Hi @saurfang , we have carried out test for different .sas7bdat file sizes to load into parquet format. first Dataset ~ 420 MB (4 partition ,4 tasks ), second dataset ~ 850MB(7 partitions , 7 tasks) considering spark's default partitions sized 128MB for optimal performance.
In Output parquet files observed that only first or one partitions having data and remaining partitions are having empty files. For small files < 128 MB , it works fine but as file size increases > 128MB we observed this issue Can you please help or guide us to resolve this issue.
@kraj007 Sorry to hear that, but like I said in the other issue, I do not have any time to work on this project anymore. Your best bet would be to identify a dataset that can replicate your issue and does not contain any private information so you can make it available to download here. Hopefully, somebody might be able to pick it up and help you either because they are solving the issue for themselves or they are attracted by the bounty attached to this issue. In the latter case, you are also welcome to contribute to the bounty to increase the visibility and attractiveness.
@saurfang I ran into the problem fairly frequently, maybe 1 out of 10 datasets. Unfortunately, I'm unable so contribute one now. :(
If anyone is looking for a workaround, changing the SasInputFormat to always return false for isSplittable prevents the file from being split and causes it to return the correct data in the DataFrame. Obviously this has a massive performance impact for large files since the processing will only use one node. An example of the necessary changes is available here: https://github.com/PerkinElmer/spark-sas7bdat/tree/no-split
@cristamd If I understand correctly, this is means the dataset will be read into a single partition, which is limited in size to 2GB
@nelson2005 I tested with a 27GB SAS file and it appears you are correct, unfortunately. Thanks for the heads up.
Update: I tested this again since apparently my SAS file got corrupted while uploading it to S3 and with a valid SAS file I am at least able to do a count of the 28G file using one partition.

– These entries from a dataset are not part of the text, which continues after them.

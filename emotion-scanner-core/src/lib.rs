//! # emotion-scanner-core
//!
//! Platform-agnostic core of the emotion scanner.
//!
//! Samples frames from a camera, reduces each one to a brightness signal,
//! maps the signal to a placeholder emotion label with a confidence, and
//! publishes the result for a presentation layer. Platform backends implement
//! the `FrameProvider` trait and plug into the generic `CaptureLifecycle`.
//!
//! ## Architecture
//!
//! ```text
//! emotion-scanner-core (this crate)
//! ├── traits/       ← FrameProvider, ScanDelegate
//! ├── models/       ← Frame, SignalVector, Label, LifecycleState, ScannerError, etc.
//! ├── processing/   ← SignalExtractor, Classifier
//! └── session/      ← CaptureSession, CaptureLifecycle, ScanMonitor
//! ```

pub mod models;
pub mod processing;
pub mod session;
pub mod traits;

// Re-export key types at crate root for convenience.
pub use models::classification::ClassificationResult;
pub use models::config::ScannerConfig;
pub use models::device::{CameraDevice, FacingMode};
pub use models::error::{AcquisitionError, CaptureError, ScannerError};
pub use models::frame::Frame;
pub use models::label::Label;
pub use models::signal::SignalVector;
pub use models::snapshot::{ScanDiagnostics, ScanSnapshot};
pub use models::state::LifecycleState;
pub use processing::classifier::Classifier;
pub use processing::signal_extractor::SignalExtractor;
pub use session::capture_session::CaptureSession;
pub use session::lifecycle::CaptureLifecycle;
pub use session::monitor::ScanMonitor;
pub use traits::frame_provider::FrameProvider;
pub use traits::scan_delegate::ScanDelegate;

I'll try another job that does a data export to make sure all the data makes it through.
@nelson2005 @cristamd did you guys try spark-sas7bdat with https://github.com/saurfang/spark-sas7bdat/pull/44 ? It also upgrades parso to 2.0.10 which has some fixes for compressed char data in sas files.
@nelson2005 @cristamd Here are some pre-built jars for Spark 2.2, with #44 applied for convenience.
@nelson2005 @cristamd Here are some pre-built jars for Spark 2.2, with #44 applied for convenience.
Thank you @thesuperzapper .. We're on Spark 2.3 .. let us know if you have a version precompiled for that? Will ask our users if they can test this.
Thanks!
@Tagar, I am pretty sure that Spark 2.3 should work with those files, tell me if not.
@Tagar I have not had a chance to try #44 yet.
@Tagar I was able to try both the no split logic and the split changes in #44 with a 27G SAS file and the system was able to process, sort, and save the file as a CSV with both options. Obviously only using one partition was much slower, but both jobs completed. I'm seeing some differences in the output at first glance, but I'll have to dig in a little more to find out if the data being parsed and then saved out is actually different. Hopefully I'll have a chance to do that tomorrow.
This is what I saw in the spark history server for the read stage when using the splitting logic:
This is what I saw when using the non-splitting logic:
The row count is the same for both, so I'm hopeful that the data will match as well.
@Tagar It seems it's not quite there but it's very close! I'm able to get a row count from one of my data sets that would error out prior to the jars you shared above. However, it looks like the split size may be cutting off some rows at the beginning or end of the split. I cannot provide the data file, but I can try to help by providing some metadata. Row mismatch of: 148
Source: RowCount: 282124814 ColCount: 40 CreationDate: Jan 2016 Compressed Number of Deleted Rows: 53700 (Not sure if this affects anything)
Target: RowCount: 282124666 ColCount: 40
I was finally able to run the comparison between the non-partitioned parser and the partitioned one in #44 and can confirm they produce the same dataframe for our 27GB SAS file. Nice work 👍
@cristamd can you confirm that your 27GB file this was one of the sas7bdat files that failed to load with the pre #44 code?
@PCaff, @thesuperzapper is driving these fixes. Hopefully he can help with this one.
I cannot provide the data file, but I can try to help by providing some metadata. Row mismatch of: 148
I think it's the only unsuccessful report ..
However, it looks like the split size may be cutting off some rows at the beginning or end of the split.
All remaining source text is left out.